A vous de juger si vous allez en Syrie. Le Krac est un beau château, sa chapelle romane habitée par le mystère est bien sombre, les baies géminées de sa galerie sont identiques à celle d’un cloître gothique, sa rampe d’accès en chicane évoque une ruelle de la Médina, du haut de ses tours la vue tend vers l’infini. Même les toits terrasses du village en dessous possèdent le charme d’une bastide de Guyenne au XVe, quand ses mômes crasseux braillaient dans les rues. Il n’y a pas encore si longtemps, en 1930, 500 Alaouites avec leurs poules et leurs moutons squattaient les cours et les tours du château, les salles fleuraient bon l’étable, ambiance bruit et odeur. Il faut imaginer l’état du château à cette époque ; remparts et cours envahis par la végétation avec des reliefs en tout genre. Aujourd’hui tu peux t’attarder sur les détail de la construction : l’ajustement, le dessin puis la taille des pierres utilisées lors de l’interpénétration du cylindre des tours dans le glacis impeccablement désherbé.
Du charme peut-être pas, mais la satisfaction d’être allé sans doute au bout d’un rêve.
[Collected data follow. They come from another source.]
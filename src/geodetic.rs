//! WGS84 geodetic coordinates and conversions to and from ECEF.
//!
//! [`GeoCoordinate`] is the double-precision latitude/longitude/altitude value used throughout
//! the crate. Conversions to the Earth-Centered, Earth-Fixed Cartesian frame follow the standard
//! ellipsoidal formulas; the inverse (which has no closed form) uses an iterated Bowring scheme
//! documented on [`GeoCoordinate::from_ecef`].

use crate::Point3;
use std::f64::consts::{FRAC_PI_2, PI, TAU};
use std::fmt;
use std::fmt::Display;
use uom::si::f64::{Angle, Length};
use uom::si::{
    angle::{degree, radian},
    length::meter,
};

#[cfg(any(test, feature = "approx"))]
use approx::AbsDiffEq;
#[cfg(feature = "serde")]
use serde::{Deserialize, Serialize};

// Parameters of the WGS84 ellipsoid
// https://nsgreg.nga.mil/doc/view?i=4085 table 3.1
#[doc(alias = "equatorial radius")]
#[doc(alias = "a")]
pub(crate) const SEMI_MAJOR_AXIS: f64 = 6_378_137.0;
#[doc(alias = "1/f")]
const FLATTENING_FACTOR: f64 = 298.257_223_563;
#[doc(alias = "f")]
const FLATTENING: f64 = 1.0 / FLATTENING_FACTOR;
#[doc(alias = "polar radius")]
#[doc(alias = "b")]
pub(crate) const SEMI_MINOR_AXIS: f64 = SEMI_MAJOR_AXIS * (1.0 - FLATTENING);
// e^2 = 1 - b^2/a^2 = 2f - f^2
#[doc(alias = "e^2")]
const ECCENTRICITY_SQ: f64 = 2.0 * FLATTENING - FLATTENING * FLATTENING;
// e'^2 = e^2 / (1 - e^2)
const SECOND_ECCENTRICITY_SQ: f64 = ECCENTRICITY_SQ / (1.0 - ECCENTRICITY_SQ);

/// Tolerance for comparing angular coordinate components, in degrees.
///
/// At the equator, 1e-9 degrees of longitude is roughly 0.1 micrometers of surface distance, well
/// below what survives a round trip through ECEF, so two angles closer than this are treated as
/// the same by change-detection logic.
pub const EPSILON_DEGREES: f64 = 1e-9;

/// Tolerance for comparing linear coordinate components (altitudes, offsets), in meters.
///
/// Deliberately distinct from [`EPSILON_DEGREES`]: angular and linear units are not comparable,
/// so each gets its own threshold.
pub const EPSILON_METERS: f64 = 1e-4;

/// Returns whether two angles are within [`EPSILON_DEGREES`] of each other, treating angles that
/// differ by full turns as equal.
#[must_use]
pub fn approx_eq_degrees(a: impl Into<Angle>, b: impl Into<Angle>) -> bool {
    let delta = signed_radians(a.into() - b.into());
    delta.abs().to_degrees() <= EPSILON_DEGREES
}

/// Returns whether two lengths are within [`EPSILON_METERS`] of each other.
#[must_use]
pub fn approx_eq_meters(a: impl Into<Length>, b: impl Into<Length>) -> bool {
    (a.into() - b.into()).get::<meter>().abs() <= EPSILON_METERS
}

/// Normalizes an angle to [-π, π) radians.
pub(crate) fn signed_radians(angle: Angle) -> f64 {
    let bounded = angle.get::<radian>().rem_euclid(TAU);
    if bounded < PI {
        bounded
    } else {
        bounded - TAU
    }
}

/// An Earth-bound location in the [World Geodetic System
/// '84](https://en.wikipedia.org/wiki/World_Geodetic_System#WGS_84).
///
/// This is an immutable value type; it is copied wherever it is used. Altitude is measured above
/// the WGS84 reference ellipsoid, which only approximates ground/sea level.
#[derive(Debug, Clone, Copy, PartialEq)]
#[cfg_attr(feature = "serde", derive(Serialize, Deserialize))]
pub struct GeoCoordinate {
    // stored as given; normalization to the signed range happens in the accessors, since most
    // consumers feed these straight into formulas that don't care about the representative.
    latitude: Angle,
    longitude: Angle,
    altitude: Length,
}

/// Argument type for [`GeoCoordinate::build`].
#[derive(Debug, Default)]
#[must_use]
pub struct Components {
    /// Latitude of the proposed coordinate; must be in [-90°, 90°] % 360°.
    pub latitude: Angle,
    /// Longitude of the proposed coordinate.
    pub longitude: Angle,
    /// Altitude above the WGS84 reference ellipsoid.
    pub altitude: Length,
}

impl GeoCoordinate {
    /// Constructs a coordinate from latitude, longitude, and altitude.
    ///
    /// The latitude must be in [-90°, 90°] % 360°; otherwise this returns `None`. Longitude
    /// wrap-around is *not* enforced -- callers that require a canonical representative should
    /// normalize, or rely on the [`longitude`](Self::longitude) accessor.
    #[must_use]
    pub fn build(
        Components {
            latitude,
            longitude,
            altitude,
        }: Components,
    ) -> Option<Self> {
        if !(-FRAC_PI_2..=FRAC_PI_2).contains(&signed_radians(latitude)) {
            return None;
        }
        Some(Self {
            latitude,
            longitude,
            altitude,
        })
    }

    /// Returns the latitude, normalized to [-90°, 90°].
    #[must_use]
    pub fn latitude(&self) -> Angle {
        Angle::new::<radian>(signed_radians(self.latitude))
    }

    /// Returns the longitude, normalized to [-180°, 180°).
    #[must_use]
    pub fn longitude(&self) -> Angle {
        Angle::new::<radian>(signed_radians(self.longitude))
    }

    /// Returns the altitude above the WGS84 reference ellipsoid.
    #[must_use]
    pub fn altitude(&self) -> Length {
        self.altitude
    }

    /// Returns a copy of this coordinate with a different altitude.
    #[must_use]
    pub fn with_altitude(&self, altitude: impl Into<Length>) -> Self {
        Self {
            altitude: altitude.into(),
            ..*self
        }
    }

    /// Returns whether this coordinate lies within 0.1° of either pole.
    ///
    /// The conversion math stays finite near the poles but loses precision there (east and north
    /// become ill-defined), so anchor-placing callers reject such coordinates up front. The
    /// conversions themselves do not.
    #[must_use]
    pub fn is_near_pole(&self) -> bool {
        self.latitude().get::<degree>().abs() > 89.9
    }

    /// Returns whether `other` names the same location as `self` within [`EPSILON_DEGREES`] for
    /// the angular components and [`EPSILON_METERS`] for altitude.
    ///
    /// This is the comparison change-detection uses: tight enough to notice a deliberate edit,
    /// loose enough to absorb floating-point noise from a conversion round trip.
    #[must_use]
    pub fn approx_eq(&self, other: &Self) -> bool {
        approx_eq_degrees(self.latitude, other.latitude)
            && approx_eq_degrees(self.longitude, other.longitude)
            && approx_eq_meters(self.altitude, other.altitude)
    }

    /// Converts this coordinate to the Earth-Centered, Earth-Fixed Cartesian frame.
    ///
    /// See
    /// <https://en.wikipedia.org/wiki/Geographic_coordinate_conversion#From_geodetic_to_ECEF_coordinates>.
    #[must_use]
    pub fn to_ecef(&self) -> Point3 {
        let h = self.altitude.get::<meter>();
        let (sin_lat, cos_lat) = self.latitude.get::<radian>().sin_cos();
        let (sin_lon, cos_lon) = self.longitude.get::<radian>().sin_cos();

        // prime-vertical radius of curvature, N(φ) = a / sqrt(1 - e² sin²φ)
        // https://en.wikipedia.org/wiki/Earth_radius#Prime_vertical
        let n = SEMI_MAJOR_AXIS / (1. - ECCENTRICITY_SQ * sin_lat * sin_lat).sqrt();

        Point3::new(
            (n + h) * cos_lat * cos_lon,
            (n + h) * cos_lat * sin_lon,
            ((1. - ECCENTRICITY_SQ) * n + h) * sin_lat,
        )
    }

    /// Converts an Earth-Centered, Earth-Fixed point to latitude, longitude, and altitude.
    ///
    /// There is no closed form for the latitude, so this iterates [Bowring's method][bowring]:
    /// starting from the parametric-latitude guess `β₀ = atan2(z·a, ρ·b)`, it alternates
    ///
    /// ```text
    /// φ = atan2(z + e'²·b·sin³β, ρ - e²·a·cos³β)
    /// β = atan((1 - f)·tan φ)
    /// ```
    ///
    /// until `φ` changes by less than 1e-15 rad (about 6 nanometers of surface distance) or an
    /// iteration cap of 8 is hit. Bowring's initial guess is already within ~1e-9 rad for points
    /// between -100 km and +100 km of the ellipsoid, so in practice one refinement suffices and
    /// the cap is never reached; it exists so pathological inputs (deep-interior points, NaN
    /// components) terminate rather than spin.
    ///
    /// The altitude uses the pole-safe identity `h = ρ·cosφ + z·sinφ - a·√(1 - e²·sin²φ)` rather
    /// than the common `ρ/cosφ - N`, which blows up near the poles. Points on (or very near) the
    /// polar axis are handled explicitly.
    ///
    /// [bowring]: https://gssc.esa.int/navipedia/index.php/Ellipsoidal_and_Cartesian_Coordinates_Conversion
    #[must_use]
    pub fn from_ecef(ecef: Point3) -> Self {
        let longitude = ecef.y.atan2(ecef.x);
        let z = ecef.z;
        let rho = (ecef.x * ecef.x + ecef.y * ecef.y).sqrt();

        // on the polar axis both east and north are degenerate; latitude is exactly ±90° and the
        // altitude is the distance beyond the polar radius. (ρ = z = 0, the earth's center, folds
        // into the same branch with latitude 90° and altitude -b.)
        if rho < 1e-9 {
            let latitude = FRAC_PI_2.copysign(z);
            return Self {
                latitude: Angle::new::<radian>(latitude),
                longitude: Angle::new::<radian>(longitude),
                altitude: Length::new::<meter>(z.abs() - SEMI_MINOR_AXIS),
            };
        }

        let a = SEMI_MAJOR_AXIS;
        let b = SEMI_MINOR_AXIS;

        let beta0 = (z * a).atan2(rho * b);
        let (sin_b, cos_b) = beta0.sin_cos();
        let mut lat = (z + SECOND_ECCENTRICITY_SQ * b * sin_b.powi(3))
            .atan2(rho - ECCENTRICITY_SQ * a * cos_b.powi(3));

        for _ in 0..8 {
            let beta = ((1. - FLATTENING) * lat.tan()).atan();
            let (sin_b, cos_b) = beta.sin_cos();
            let refined = (z + SECOND_ECCENTRICITY_SQ * b * sin_b.powi(3))
                .atan2(rho - ECCENTRICITY_SQ * a * cos_b.powi(3));
            let delta = refined - lat;
            lat = refined;
            if !delta.is_finite() || delta.abs() < 1e-15 {
                break;
            }
        }

        let (sin_lat, cos_lat) = lat.sin_cos();
        let altitude =
            rho * cos_lat + z * sin_lat - a * (1. - ECCENTRICITY_SQ * sin_lat * sin_lat).sqrt();

        Self {
            latitude: Angle::new::<radian>(lat),
            longitude: Angle::new::<radian>(longitude),
            altitude: Length::new::<meter>(altitude),
        }
    }
}

impl Display for GeoCoordinate {
    fn fmt(&self, f: &mut fmt::Formatter<'_>) -> fmt::Result {
        let lat = self.latitude();
        let ns = if lat.is_sign_positive() { 'N' } else { 'S' };
        let lon = self.longitude();
        let ew = if lon.is_sign_positive() { 'E' } else { 'W' };
        write!(
            f,
            "{}°{ns}, {}°{ew}, {}m",
            lat.abs().get::<degree>(),
            lon.abs().get::<degree>(),
            self.altitude.get::<meter>(),
        )
    }
}

#[cfg(any(test, feature = "approx"))]
impl AbsDiffEq<Self> for GeoCoordinate {
    type Epsilon = Length;

    fn default_epsilon() -> Self::Epsilon {
        Length::new::<meter>(EPSILON_METERS)
    }

    /// Two coordinates are approximately equal when their ECEF images are within `epsilon` of
    /// each other in straight-line distance. Unlike [`GeoCoordinate::approx_eq`], this gives a
    /// single length-typed tolerance, which test assertions find easier to reason about.
    fn abs_diff_eq(&self, other: &Self, epsilon: Self::Epsilon) -> bool {
        (self.to_ecef() - other.to_ecef()).norm() <= epsilon.get::<meter>()
    }
}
Pour les Hospitaliers qui régnaient là depuis que Raymond II de Tripoli leur avait cédé la place en 1142, la vie contemplative n’était pas primordiale… entre construction, sièges et séismes. Devançant les Francs, les Kurdes séjournèrent sur la butte, réellement le site était déjà occupé depuis l’Antiquité, ce que tu vois aujourd’hui date de 1180 pour le noyau central. Trois tremblements de terre, dont les deux premiers ruinèrent en partie le château. Le dernier en 1201 semble avoir incité les Hospitaliers à renforcer les murailles et à entamer la vaste campagne qui voit s’ériger la double enceinte et les tours de flanquements, la galerie aussi d’ailleurs, riche XIIIe.
A partir de 1207 cinq sièges successifs, à raison d’un tous les dix ans, entre dattes et loukoums, d’aménagements en reconstruction les habitants du Krac profitent à peine des douceurs du climat dans le sérénité et la volupté. Jusqu’à la fin, en 1271 les frères ne lâchèrent pas le morceau. 60 chevaliers exsangues contre une armée équipée de machines, avec à leur tête Baybars le champion de l’unité arabe. La lutte était perdue d’avance, pourtant il leur fallut plus de cinq semaines pour vaincre, par la ruse, les preux combattants, dans cette forteresse réputée imprenable. Rapidemment, après la reddition les musulmans entreprenaient, eux aussi, d’importants travaux de restauration, au fil des années ils renforcent l’enceinte du côté Est et bâtissent la grosse tour carrée sur le front Sud, le plus vulnérable. Au milieu du XIXe le bâti était encore intact, il s’est réellement dégradé lorsque le lieu s’est transformé en village de bédouins. Concluons avec des chiffres éloquents : 600 m d’enceinte, 225 m de long, 150 de large, des talus de 25 m de haut, la plus grande salle 120 m sur 8 de large et 10 de haut.  R.C.